I bump into struct subtleties all the time. For example, my attempts to
#:auto always degenerate into custom constructor procedures; This usually
involves #:constructor-name and #:omit-define-syntaxes, which might not be
a big deal if I had a solid understanding of what these flags actually do.
So far, all of my struct troubles have been rooted in a lack of
understanding.

It is unfortunate that such a fundamental aspect can be so un-intuitive.
Reading the source hasn't helped much because structs are a low-level
construct used *everywhere* for *everything*. This would be a code smell if
I didn't trust that our Racket ancestors knew what they were doing, so the
notion of "fixing" structs (or even struct-copy) seems misguided.
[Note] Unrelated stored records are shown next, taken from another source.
//! Report assembly (Builder pattern).
//!
//! # Roles (for beginners)
//!
//! ```text
//! ReportDirector ──drives──► dyn ReportBuilder ──produces──► Report
//!                               ├─ TextReportBuilder
//!                               └─ HtmlReportBuilder
//! ```
//!
//! - The **director** knows *which* steps make up a report and in what order.
//! - A **builder** knows *how* to format each step.
//! - The **product** ([`Report`]) is plain data.
//!
//! Adding a new output format means writing one more builder; the director
//! does not change.

use std::fmt;

/// A three-part report.
#[derive(Debug, Clone, Default, PartialEq, Eq)]
pub struct Report {
    header: String,
    content: String,
    footer: String,
}

impl Report {
    pub fn set_header(&mut self, header: impl Into<String>) {
        self.header = header.into();
    }

    pub fn set_content(&mut self, content: impl Into<String>) {
        self.content = content.into();
    }

    pub fn set_footer(&mut self, footer: impl Into<String>) {
        self.footer = footer.into();
    }

    pub fn header(&self) -> &str {
        &self.header
    }

    pub fn content(&self) -> &str {
        &self.content
    }

    pub fn footer(&self) -> &str {
        &self.footer
    }
}

impl fmt::Display for Report {
    fn fmt(&self, f: &mut fmt::Formatter<'_>) -> fmt::Result {
        writeln!(f, "Header: {}", self.header)?;
        writeln!(f, "Content: {}", self.content)?;
        write!(f, "Footer: {}", self.footer)
    }
}

/// Step-by-step construction of a [`Report`] in one output format.
#[cfg_attr(test, mockall::automock)]
pub trait ReportBuilder {
    fn set_header(&mut self, header: &str);
    fn set_content(&mut self, content: &str);
    fn set_footer(&mut self, footer: &str);
    /// Returns a copy of the report built so far.
    fn report(&self) -> Report;
}

/// Builds reports with `Text …:` labels on each section.
#[derive(Debug, Default)]
pub struct TextReportBuilder {
    report: Report,
}

impl TextReportBuilder {
    pub fn new() -> Self {
        Self::default()
    }
}

impl ReportBuilder for TextReportBuilder {
    fn set_header(&mut self, header: &str) {
        self.report.set_header(format!("Text Header: {header}"));
    }

    fn set_content(&mut self, content: &str) {
        self.report.set_content(format!("Text Content: {content}"));
    }

    fn set_footer(&mut self, footer: &str) {
        self.report.set_footer(format!("Text Footer: {footer}"));
    }

    fn report(&self) -> Report {
        self.report.clone()
    }
}

/// Builds reports whose sections are wrapped in HTML elements.
///
/// Section text is inserted verbatim; it is not HTML-escaped.
#[derive(Debug, Default)]
pub struct HtmlReportBuilder {
    report: Report,
}

impl HtmlReportBuilder {
    pub fn new() -> Self {
        Self::default()
    }
}

impl ReportBuilder for HtmlReportBuilder {
    fn set_header(&mut self, header: &str) {
        self.report.set_header(format!("<h1>{header}</h1>"));
    }

    fn set_content(&mut self, content: &str) {
        self.report.set_content(format!("<p>{content}</p>"));
    }

    fn set_footer(&mut self, footer: &str) {
        self.report.set_footer(format!("<footer>{footer}</footer>"));
    }

    fn report(&self) -> Report {
        self.report.clone()
    }
}

/// Drives a builder through the standard header → content → footer sequence.
#[derive(Debug, Default)]
pub struct ReportDirector;

impl ReportDirector {
    pub const HEADER: &'static str = "Report Header";
    pub const CONTENT: &'static str = "This is the report content.";
    pub const FOOTER: &'static str = "Report Footer";

    pub fn new() -> Self {
        Self
    }

    /// Runs every build step on `builder` and returns the finished report.
    pub fn construct(&self, builder: &mut dyn ReportBuilder) -> Report {
        builder.set_header(Self::HEADER);
        builder.set_content(Self::CONTENT);
        builder.set_footer(Self::FOOTER);
        builder.report()
    }
}

// ── Tests ─────────────────────────────────────────────────────────────────────

#[cfg(test)]
mod tests {
    use super::*;
    use mockall::predicate::eq;
    use mockall::Sequence;

    #[test]
    fn test_text_builder_prefixes_each_section() {
        // Arrange
        let mut builder = TextReportBuilder::new();

        // Act
        builder.set_header("H");
        builder.set_content("C");
        builder.set_footer("F");
        let report = builder.report();

        // Assert
        assert_eq!(report.header(), "Text Header: H");
        assert_eq!(report.content(), "Text Content: C");
        assert_eq!(report.footer(), "Text Footer: F");
    }

    #[test]
    fn test_html_builder_wraps_each_section() {
        let mut builder = HtmlReportBuilder::new();
        builder.set_header("H");
        builder.set_content("C");
        builder.set_footer("F");
        let report = builder.report();

        assert_eq!(report.header(), "<h1>H</h1>");
        assert_eq!(report.content(), "<p>C</p>");
        assert_eq!(report.footer(), "<footer>F</footer>");
    }

    #[test]
    fn test_director_builds_full_text_report() {
        // Arrange
        let director = ReportDirector::new();
        let mut builder = TextReportBuilder::new();

        // Act
        let report = director.construct(&mut builder);

        // Assert
        assert_eq!(
            report.to_string(),
            "Header: Text Header: Report Header\n\
             Content: Text Content: This is the report content.\n\
             Footer: Text Footer: Report Footer"
        );
    }

    #[test]
    fn test_director_builds_full_html_report() {
        let report = ReportDirector::new().construct(&mut HtmlReportBuilder::new());
        assert_eq!(
            report.to_string(),
            "Header: <h1>Report Header</h1>\n\
             Content: <p>This is the report content.</p>\n\
             Footer: <footer>Report Footer</footer>"
        );
    }

    #[test]
    fn test_director_calls_builder_steps_in_order() {
        // Arrange
        let mut seq = Sequence::new();
        let mut builder = MockReportBuilder::new();
        builder
            .expect_set_header()
            .with(eq("Report Header"))
            .times(1)
            .in_sequence(&mut seq)
            .return_const(());
        builder
            .expect_set_content()
            .with(eq("This is the report content."))
            .times(1)
            .in_sequence(&mut seq)
            .return_const(());
        builder
            .expect_set_footer()
            .with(eq("Report Footer"))
            .times(1)
            .in_sequence(&mut seq)
            .return_const(());
        let mut canned = Report::default();
        canned.set_header("canned");
        builder
            .expect_report()
            .times(1)
            .in_sequence(&mut seq)
            .return_const(canned.clone());

        // Act
        let report = ReportDirector::new().construct(&mut builder);

        // Assert – the director returns exactly what the builder produced
        assert_eq!(report, canned);
    }

    #[test]
    fn test_builder_report_is_a_snapshot() {
        // Arrange
        let mut builder = TextReportBuilder::new();
        builder.set_header("first");
        let snapshot = builder.report();

        // Act
        builder.set_header("second");

        // Assert
        assert_eq!(snapshot.header(), "Text Header: first");
        assert_eq!(builder.report().header(), "Text Header: second");
    }

    #[test]
    fn test_default_report_renders_empty_sections() {
        assert_eq!(
            Report::default().to_string(),
            "Header: \nContent: \nFooter: "
        );
    }
}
Structs seem to occupy an awkward region of the design space between
totally opaque (e.g. objects) and totally transparent (e.g. algebraic data
types). On one hand, structs are too "open." The "good for everything"
design makes them not particularly great at anything. Prefabs are a
pathological case -- every attempt I've made at using them devolves into
lists or non-prefabs in order to re-gain control over basic things like
construction or printing. On the other hand, structs aren't "open" enough.
Racket's pattern-based binding forms allow me to de-structure, but it's not
yet clear to me how much extra plumbing would be needed for something like
a totality check, or even where that plumbing would go.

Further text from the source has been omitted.